- _Your instructions_: Every line of the material is to be set down exactly as written.

- _Recorded data_:
-- Opening Marker --
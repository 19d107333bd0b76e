//! Live price feed.
//!
//! One owning task holds the upstream WebSocket, parses mid/trade prices for
//! the configured coin, and publishes the most recent sample into shared
//! state. Callers read the cache via [`PriceFeed::price`]; staleness is judged
//! at the caller boundary against `price_stale_ms`. Reconnects are
//! self-scheduled 5 seconds after a close or error, and the connect attempt
//! itself is bounded by a 5 second timeout.

use anyhow::{Context, Result};
use chrono::Utc;
use futures_util::{SinkExt, StreamExt};
use parking_lot::RwLock;
use serde::Serialize;
use serde_json::{json, Value};
use std::sync::Arc;
use tokio::time::{sleep, timeout, Duration};
use tokio_tungstenite::{connect_async, tungstenite::Message};
use tracing::{debug, info, warn};

const RECONNECT_DELAY: Duration = Duration::from_secs(5);
const CONNECT_TIMEOUT: Duration = Duration::from_secs(5);

/// Connection lifecycle, surfaced through diagnostics.
#[derive(Debug, Clone, Copy, PartialEq, Eq, Serialize)]
#[serde(rename_all = "snake_case")]
pub enum ConnState {
    Closed,
    Connecting,
    Connected,
    Error,
}

/// Most recent observed price.
#[derive(Debug, Clone, Copy, PartialEq)]
pub struct PriceSample {
    pub price: f64,
    pub updated_at: i64,
}

/// Diagnostics snapshot for the feed endpoint.
#[derive(Debug, Clone, Serialize)]
pub struct FeedDiag {
    pub state: ConnState,
    pub feed: String,
    pub coin: String,
    pub last_error: Option<String>,
    pub last_event_at: Option<i64>,
    pub last_update_at: Option<i64>,
    pub latest_price: Option<f64>,
}

#[derive(Debug)]
struct FeedShared {
    state: ConnState,
    latest_price: Option<f64>,
    last_update_at: Option<i64>,
    last_event_at: Option<i64>,
    last_error: Option<String>,
}

/// Singleton stateful consumer of the upstream price WebSocket.
pub struct PriceFeed {
    ws_url: String,
    feed_mode: String,
    coin: String,
    shared: RwLock<FeedShared>,
}

impl PriceFeed {
    pub fn new(ws_url: String, feed_mode: String, coin: String) -> Arc<Self> {
        Arc::new(Self {
            ws_url,
            feed_mode,
            coin,
            shared: RwLock::new(FeedShared {
                state: ConnState::Closed,
                latest_price: None,
                last_update_at: None,
                last_event_at: None,
                last_error: None,
            }),
        })
    }

    /// Spawn the owning socket task. Call once at startup.
    pub fn spawn(self: &Arc<Self>) {
        let feed = self.clone();
        tokio::spawn(async move {
            feed.run().await;
        });
    }

    /// Latest sample, or None when no price has been observed yet.
    pub fn price(&self) -> Option<PriceSample> {
        let shared = self.shared.read();
        match (shared.latest_price, shared.last_update_at) {
            (Some(price), Some(updated_at)) => Some(PriceSample { price, updated_at }),
            _ => None,
        }
    }

    pub fn diag(&self) -> FeedDiag {
        let shared = self.shared.read();
        FeedDiag {
            state: shared.state,
            feed: self.feed_mode.clone(),
            coin: self.coin.clone(),
            last_error: shared.last_error.clone(),
            last_event_at: shared.last_event_at,
            last_update_at: shared.last_update_at,
            latest_price: shared.latest_price,
        }
    }

    /// Connect/read forever, reconnecting on a fixed delay.
    async fn run(self: Arc<Self>) {
        loop {
            match self.connect_and_stream().await {
                Ok(()) => {
                    info!("price feed connection closed, reconnecting in {:?}", RECONNECT_DELAY);
                    self.set_state(ConnState::Closed);
                }
                Err(e) => {
                    warn!("price feed error: {:#}", e);
                    self.record_error(e.to_string());
                }
            }
            sleep(RECONNECT_DELAY).await;
        }
    }

    async fn connect_and_stream(&self) -> Result<()> {
        self.set_state(ConnState::Connecting);

        let (ws_stream, _) = timeout(CONNECT_TIMEOUT, connect_async(self.ws_url.as_str()))
            .await
            .context("websocket connect timed out")?
            .context("websocket connect failed")?;

        self.set_state(ConnState::Connected);
        info!(url = %self.ws_url, feed = %self.feed_mode, coin = %self.coin, "price feed connected");

        let (mut write, mut read) = ws_stream.split();

        let sub = serde_json::to_string(&json!({
            "method": "subscribe",
            "subscription": self.subscription_payload(),
        }))?;
        write
            .send(Message::Text(sub))
            .await
            .context("failed to send subscription")?;

        while let Some(message) = read.next().await {
            match message {
                Ok(Message::Text(text)) => self.handle_message(&text),
                Ok(Message::Ping(ping)) => {
                    write
                        .send(Message::Pong(ping))
                        .await
                        .context("failed to send pong")?;
                }
                Ok(Message::Close(frame)) => {
                    info!("price feed closed by server: {:?}", frame);
                    break;
                }
                Ok(_) => {}
                Err(e) => {
                    return Err(e).context("websocket read error");
                }
            }
        }

        Ok(())
    }

    /// Subscription shape depends on the feed mode.
    fn subscription_payload(&self) -> Value {
        match self.feed_mode.as_str() {
            "allMids" => json!({ "type": "allMids" }),
            "trades" => json!({ "type": "trades", "coin": self.coin }),
            other => json!({ "type": other, "coin": self.coin }),
        }
    }

    fn handle_message(&self, text: &str) {
        let now = Utc::now().timestamp_millis();
        self.shared.write().last_event_at = Some(now);

        let v: Value = match serde_json::from_str(text) {
            Ok(v) => v,
            Err(e) => {
                debug!("unparseable feed message: {}", e);
                return;
            }
        };

        if let Some(price) = self.extract_price(&v) {
            if price.is_finite() {
                let mut shared = self.shared.write();
                shared.latest_price = Some(price);
                shared.last_update_at = Some(now);
            }
        }
    }

    fn extract_price(&self, v: &Value) -> Option<f64> {
        match v.get("channel").and_then(Value::as_str) {
            Some("allMids") => {
                let mids = v
                    .get("data")
                    .and_then(|d| d.get("mids"))
                    .or_else(|| v.get("mids"))?;
                parse_num(mids.get(&self.coin)?)
            }
            Some("trades") => {
                let trades = v.get("data").and_then(Value::as_array)?;
                let last = trades.last()?;
                parse_num(last.get("px").or_else(|| last.get("price"))?)
            }
            _ => None,
        }
    }

    fn set_state(&self, state: ConnState) {
        self.shared.write().state = state;
    }

    fn record_error(&self, msg: String) {
        let mut shared = self.shared.write();
        shared.state = ConnState::Error;
        shared.last_error = Some(msg);
    }
}

fn parse_num(v: &Value) -> Option<f64> {
    v.as_f64().or_else(|| v.as_str()?.parse().ok())
}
-- Closing Marker --
- _Exercise result_:
repository 19d107333bd0b76e
//! Live price feed.
//!
//! One owning task holds the upstream WebSocket, parses mid/trade prices for
//! the configured coin, and publishes the most recent sample into shared
//! state. Callers read the cache via [`PriceFeed::price`]; staleness is judged
//! at the caller boundary against `price_stale_ms`. Reconnects are
//! self-scheduled 5 seconds after a close or error, and the connect attempt
//! itself is bounded by a 5 second timeout.

use anyhow::{Context, Result};
use chrono::Utc;
use futures_util::{SinkExt, StreamExt};
use parking_lot::RwLock;
use serde::Serialize;
use serde_json::{json, Value};
use std::sync::Arc;
use tokio::time::{sleep, timeout, Duration};
use tokio_tungstenite::{connect_async, tungstenite::Message};
use tracing::{debug, info, warn};

const RECONNECT_DELAY: Duration = Duration::from_secs(5);
const CONNECT_TIMEOUT: Duration = Duration::from_secs(5);

/// Connection lifecycle, surfaced through diagnostics.
#[derive(Debug, Clone, Copy, PartialEq, Eq, Serialize)]
#[serde(rename_all = "snake_case")]
pub enum ConnState {
    Closed,
    Connecting,
    Connected,
    Error,
}

/// Most recent observed price.
#[derive(Debug, Clone, Copy, PartialEq)]
pub struct PriceSample {
    pub price: f64,
    pub updated_at: i64,
}

/// Diagnostics snapshot for the feed endpoint.
#[derive(Debug, Clone, Serialize)]
pub struct FeedDiag {
    pub state: ConnState,
    pub feed: String,
    pub coin: String,
    pub last_error: Option<String>,
    pub last_event_at: Option<i64>,
    pub last_update_at: Option<i64>,
    pub latest_price: Option<f64>,
}

#[derive(Debug)]
struct FeedShared {
    state: ConnState,
    latest_price: Option<f64>,
    last_update_at: Option<i64>,
    last_event_at: Option<i64>,
    last_error: Option<String>,
}

/// Singleton stateful consumer of the upstream price WebSocket.
pub struct PriceFeed {
    ws_url: String,
    feed_mode: String,
    coin: String,
    shared: RwLock<FeedShared>,
}

impl PriceFeed {
    pub fn new(ws_url: String, feed_mode: String, coin: String) -> Arc<Self> {
        Arc::new(Self {
            ws_url,
            feed_mode,
            coin,
            shared: RwLock::new(FeedShared {
                state: ConnState::Closed,
                latest_price: None,
                last_update_at: None,
                last_event_at: None,
                last_error: None,
            }),
        })
    }

    /// Spawn the owning socket task. Call once at startup.
    pub fn spawn(self: &Arc<Self>) {
        let feed = self.clone();
        tokio::spawn(async move {
            feed.run().await;
        });
    }

    /// Latest sample, or None when no price has been observed yet.
    pub fn price(&self) -> Option<PriceSample> {
        let shared = self.shared.read();
        match (shared.latest_price, shared.last_update_at) {
            (Some(price), Some(updated_at)) => Some(PriceSample { price, updated_at }),
            _ => None,
        }
    }

    pub fn diag(&self) -> FeedDiag {
        let shared = self.shared.read();
        FeedDiag {
            state: shared.state,
            feed: self.feed_mode.clone(),
            coin: self.coin.clone(),
            last_error: shared.last_error.clone(),
            last_event_at: shared.last_event_at,
            last_update_at: shared.last_update_at,
            latest_price: shared.latest_price,
        }
    }

    /// Connect/read forever, reconnecting on a fixed delay.
    async fn run(self: Arc<Self>) {
        loop {
            match self.connect_and_stream().await {
                Ok(()) => {
                    info!("price feed connection closed, reconnecting in {:?}", RECONNECT_DELAY);
                    self.set_state(ConnState::Closed);
                }
                Err(e) => {
                    warn!("price feed error: {:#}", e);
                    self.record_error(e.to_string());
                }
            }
            sleep(RECONNECT_DELAY).await;
        }
    }

    async fn connect_and_stream(&self) -> Result<()> {
        self.set_state(ConnState::Connecting);

        let (ws_stream, _) = timeout(CONNECT_TIMEOUT, connect_async(self.ws_url.as_str()))
            .await
            .context("websocket connect timed out")?
            .context("websocket connect failed")?;

        self.set_state(ConnState::Connected);
        info!(url = %self.ws_url, feed = %self.feed_mode, coin = %self.coin, "price feed connected");

        let (mut write, mut read) = ws_stream.split();

        let sub = serde_json::to_string(&json!({
            "method": "subscribe",
            "subscription": self.subscription_payload(),
        }))?;
        write
            .send(Message::Text(sub))
            .await
            .context("failed to send subscription")?;

        while let Some(message) = read.next().await {
            match message {
                Ok(Message::Text(text)) => self.handle_message(&text),
                Ok(Message::Ping(ping)) => {
                    write
                        .send(Message::Pong(ping))
                        .await
                        .context("failed to send pong")?;
                }
                Ok(Message::Close(frame)) => {
                    info!("price feed closed by server: {:?}", frame);
                    break;
                }
                Ok(_) => {}
                Err(e) => {
                    return Err(e).context("websocket read error");
                }
            }
        }

        Ok(())
    }

    /// Subscription shape depends on the feed mode.
    fn subscription_payload(&self) -> Value {
        match self.feed_mode.as_str() {
            "allMids" => json!({ "type": "allMids" }),
            "trades" => json!({ "type": "trades", "coin": self.coin }),
            other => json!({ "type": other, "coin": self.coin }),
        }
    }

    fn handle_message(&self, text: &str) {
        let now = Utc::now().timestamp_millis();
        self.shared.write().last_event_at = Some(now);

        let v: Value = match serde_json::from_str(text) {
            Ok(v) => v,
            Err(e) => {
                debug!("unparseable feed message: {}", e);
                return;
            }
        };

        if let Some(price) = self.extract_price(&v) {
            if price.is_finite() {
                let mut shared = self.shared.write();
                shared.latest_price = Some(price);
                shared.last_update_at = Some(now);
            }
        }
    }

    fn extract_price(&self, v: &Value) -> Option<f64> {
        match v.get("channel").and_then(Value::as_str) {
            Some("allMids") => {
                let mids = v
                    .get("data")
                    .and_then(|d| d.get("mids"))
                    .or_else(|| v.get("mids"))?;
                parse_num(mids.get(&self.coin)?)
            }
            Some("trades") => {
                let trades = v.get("data").and_then(Value::as_array)?;
                let last = trades.last()?;
                parse_num(last.get("px").or_else(|| last.get("price"))?)
            }
            _ => None,
        }
    }

    fn set_state(&self, state: ConnState) {
        self.shared.write().state = state;
    }

    fn record_error(&self, msg: String) {
        let mut shared = self.shared.write();
        shared.state = ConnState::Error;
        shared.last_error = Some(msg);
    }
}

fn parse_num(v: &Value) -> Option<f64> {
    v.as_f64().or_else(|| v.as_str()?.parse().ok())
}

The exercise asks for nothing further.